[Extracted information]

//! Error types for the annotation pipeline and the conversion layer around it.
//!
//! Nothing here is recoverable. Every variant aborts the run before any output is
//! written: a structural violation means the tokenizer or the input is broken and
//! must be fixed upstream.

use std::path::PathBuf;
use thiserror::Error;

/// A click-wait was found as the very last token of a line.
///
/// Every tokenized line ends with a newline token, so this can only happen when the
/// token list was built by hand or by a broken tokenizer.
#[derive(Debug, Clone, PartialEq, Eq, Error)]
#[error("click-wait was the last token on the line (the last token should always be a newline): {content:?}")]
pub struct MalformedLine {
    /// The line reconstructed from the raw forms of its tokens.
    pub content: String,
}

/// Errors surfaced by the adv-mode library.
#[derive(Debug, Error)]
pub enum AdvError {
    /// The token arena does not have the shape the passes rely on.
    #[error("contract violation: {0}")]
    ContractViolation(String),

    #[error("line {line}: {source}")]
    MalformedLine {
        line: usize,
        #[source]
        source: MalformedLine,
    },

    #[error("IO error on {}: {source}", path.display())]
    Io {
        path: PathBuf,
        #[source]
        source: std::io::Error,
    },

    #[error("configuration error: {0}")]
    Config(#[from] config::ConfigError),

    #[error("invalid output format: {0}")]
    InvalidFormat(String),

    #[error("serialization error: {0}")]
    Serialize(#[from] serde_json::Error),
}

impl AdvError {
    pub(crate) fn io(path: impl Into<PathBuf>, source: std::io::Error) -> Self {
        AdvError::Io {
            path: path.into(),
            source,
        }
    }
}
//! Token model shared by the lexer, the annotation passes and the writers.
//!
//!     A script line is lexed into a closed set of tokens. Text runs carry the dialogue,
//!     wait markers pace it, and the remaining variants only matter through their position:
//!
//!         TextRun         `^some text^`, or an unterminated `^some text`
//!         ClickWait       `@`, wait for the player before continuing
//!         PageWait        `\`, wait and clear the page
//!         DisableNewLine  `/`, suppress the newline the engine emits at line end
//!         NewLine         the line terminator, always the last token of a line
//!         Literal         anything else (engine commands, labels), carried verbatim
//!
//!     Every token has a raw form. Writing a script is the concatenation of the raw forms
//!     in order, so any pass that changes what the engine should see rewrites the raw form
//!     in place rather than keeping a side table.

use once_cell::sync::Lazy;
use regex::Regex;
use serde::Serialize;
use std::fmt;

/// Opening and closing delimiter of a text run.
pub const TEXT_DELIMITER: char = '^';

/// Non-printing byte injected after the opening delimiter of every text run. The engine
/// uses it to detect displayable text.
pub const CONTROL_MARKER: char = '\u{10}';

static LEADING_WHITESPACE: Lazy<Regex> =
    Lazy::new(|| Regex::new(r"(?s)^(\s*)(.*)$").expect("static regex is valid"));

/// Line terminator found in the source.
#[derive(Debug, Clone, Copy, PartialEq, Eq, Serialize)]
#[serde(rename_all = "kebab-case")]
pub enum LineEnding {
    Lf,
    CrLf,
}

impl LineEnding {
    pub fn as_str(self) -> &'static str {
        match self {
            LineEnding::Lf => "\n",
            LineEnding::CrLf => "\r\n",
        }
    }
}

/// A run of dialogue text.
#[derive(Debug, Clone, PartialEq, Eq, Serialize)]
pub struct TextRun {
    raw: String,
    character_count: usize,
    /// Leading whitespace handed to the preceding click-wait. `Some` once the raw form
    /// has been rewritten with the control marker.
    #[serde(skip_serializing_if = "Option::is_none")]
    moved_whitespace: Option<String>,
}

impl TextRun {
    /// Build a text run from its raw form (delimiters included). The character count is
    /// the number of chars in the body.
    pub fn new(raw: impl Into<String>) -> Self {
        let raw = raw.into();
        let character_count = body_of(&raw).chars().count();
        TextRun {
            raw,
            character_count,
            moved_whitespace: None,
        }
    }

    /// Build a delimited text run around `text`.
    pub fn from_text(text: &str) -> Self {
        Self::new(format!("{TEXT_DELIMITER}{text}{TEXT_DELIMITER}"))
    }

    pub fn raw(&self) -> &str {
        &self.raw
    }

    pub fn character_count(&self) -> usize {
        self.character_count
    }

    /// The text between the delimiters, without a control marker.
    pub fn body(&self) -> &str {
        body_of(&self.raw)
    }

    /// Strip the leading whitespace off the body and rewrite the raw form as
    /// `^` + control marker + remainder + `^`. Returns the stripped whitespace.
    ///
    /// The rewrite happens once per run. Later calls leave the raw form alone and return
    /// the whitespace stripped the first time.
    pub fn take_leading_whitespace(&mut self) -> &str {
        if self.moved_whitespace.is_none() {
            let (whitespace, remainder) = split_leading_whitespace(body_of(&self.raw));
            let (whitespace, remainder) = (whitespace.to_string(), remainder.to_string());
            self.raw = format!("{TEXT_DELIMITER}{CONTROL_MARKER}{remainder}{TEXT_DELIMITER}");
            self.moved_whitespace = Some(whitespace);
        }
        self.moved_whitespace.as_deref().unwrap_or_default()
    }
}

fn body_of(raw: &str) -> &str {
    let body = raw.strip_prefix(TEXT_DELIMITER).unwrap_or(raw);
    let body = body.strip_suffix(TEXT_DELIMITER).unwrap_or(body);
    body.strip_prefix(CONTROL_MARKER).unwrap_or(body)
}

/// Split `text` into its longest whitespace prefix and the remainder.
pub fn split_leading_whitespace(text: &str) -> (&str, &str) {
    match LEADING_WHITESPACE.captures(text) {
        Some(caps) => match (caps.get(1), caps.get(2)) {
            (Some(ws), Some(rest)) => (ws.as_str(), rest.as_str()),
            _ => ("", text),
        },
        None => ("", text),
    }
}

/// Shared capability of the two pacing markers: both learn how much text follows them.
pub trait WaitMarker {
    fn trailing_character_count(&self) -> usize;
    fn trailing_character_count_mut(&mut self) -> &mut usize;
}

/// `@`: pause until the player clicks.
#[derive(Debug, Clone, PartialEq, Eq, Serialize)]
pub struct ClickWait {
    raw: String,
    pub trailing_character_count: usize,
    pub is_line_terminal: bool,
    pub leading_whitespace: String,
}

impl ClickWait {
    pub fn new() -> Self {
        ClickWait {
            raw: "@".to_string(),
            trailing_character_count: 0,
            is_line_terminal: false,
            leading_whitespace: String::new(),
        }
    }

    pub fn raw(&self) -> &str {
        &self.raw
    }

    pub fn set_raw(&mut self, raw: impl Into<String>) {
        self.raw = raw.into();
    }
}

impl Default for ClickWait {
    fn default() -> Self {
        Self::new()
    }
}

impl WaitMarker for ClickWait {
    fn trailing_character_count(&self) -> usize {
        self.trailing_character_count
    }

    fn trailing_character_count_mut(&mut self) -> &mut usize {
        &mut self.trailing_character_count
    }
}

/// `\`: pause, then clear the page.
#[derive(Debug, Clone, PartialEq, Eq, Serialize)]
pub struct PageWait {
    raw: String,
    pub trailing_character_count: usize,
}

impl PageWait {
    pub fn new() -> Self {
        PageWait {
            raw: "\\".to_string(),
            trailing_character_count: 0,
        }
    }

    pub fn raw(&self) -> &str {
        &self.raw
    }

    pub fn set_raw(&mut self, raw: impl Into<String>) {
        self.raw = raw.into();
    }
}

impl Default for PageWait {
    fn default() -> Self {
        Self::new()
    }
}

impl WaitMarker for PageWait {
    fn trailing_character_count(&self) -> usize {
        self.trailing_character_count
    }

    fn trailing_character_count_mut(&mut self) -> &mut usize {
        &mut self.trailing_character_count
    }
}

/// All tokens a script line can be made of.
#[derive(Debug, Clone, PartialEq, Eq, Serialize)]
#[serde(tag = "kind", rename_all = "kebab-case")]
pub enum Token {
    TextRun(TextRun),
    ClickWait(ClickWait),
    PageWait(PageWait),
    DisableNewLine,
    NewLine { ending: LineEnding },
    Literal { raw: String },
}

impl Token {
    pub fn text(text: &str) -> Self {
        Token::TextRun(TextRun::from_text(text))
    }

    pub fn click_wait() -> Self {
        Token::ClickWait(ClickWait::new())
    }

    pub fn page_wait() -> Self {
        Token::PageWait(PageWait::new())
    }

    pub fn newline() -> Self {
        Token::NewLine {
            ending: LineEnding::Lf,
        }
    }

    pub fn literal(raw: impl Into<String>) -> Self {
        Token::Literal { raw: raw.into() }
    }

    /// The text this token contributes to the written script.
    pub fn raw(&self) -> &str {
        match self {
            Token::TextRun(run) => run.raw(),
            Token::ClickWait(cw) => cw.raw(),
            Token::PageWait(pw) => pw.raw(),
            Token::DisableNewLine => "/",
            Token::NewLine { ending } => ending.as_str(),
            Token::Literal { raw } => raw,
        }
    }

    pub fn is_newline(&self) -> bool {
        matches!(self, Token::NewLine { .. })
    }

    pub fn is_click_wait(&self) -> bool {
        matches!(self, Token::ClickWait(_))
    }

    /// Suppresses the automatic end-of-line newline.
    pub fn suppresses_newline(&self) -> bool {
        matches!(self, Token::DisableNewLine | Token::PageWait(_))
    }

    pub fn as_wait_marker(&self) -> Option<&dyn WaitMarker> {
        match self {
            Token::ClickWait(cw) => Some(cw),
            Token::PageWait(pw) => Some(pw),
            _ => None,
        }
    }

    pub fn as_wait_marker_mut(&mut self) -> Option<&mut dyn WaitMarker> {
        match self {
            Token::ClickWait(cw) => Some(cw),
            Token::PageWait(pw) => Some(pw),
            _ => None,
        }
    }
}

impl fmt::Display for Token {
    fn fmt(&self, f: &mut fmt::Formatter<'_>) -> fmt::Result {
        let name = match self {
            Token::TextRun(_) => "text",
            Token::ClickWait(_) => "click-wait",
            Token::PageWait(_) => "page-wait",
            Token::DisableNewLine => "disable-newline",
            Token::NewLine { .. } => "newline",
            Token::Literal { .. } => "literal",
        };
        write!(f, "<{}>", name)
    }
}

[/Extracted information]

Give an exact copy of the lines above, from the top of the records to the line that contains "use thiserror::Error;", taking in both ends.

//! Error types for the annotation pipeline and the conversion layer around it.
//!
//! Nothing here is recoverable. Every variant aborts the run before any output is
//! written: a structural violation means the tokenizer or the input is broken and
//! must be fixed upstream.

use std::path::PathBuf;
use thiserror::Error;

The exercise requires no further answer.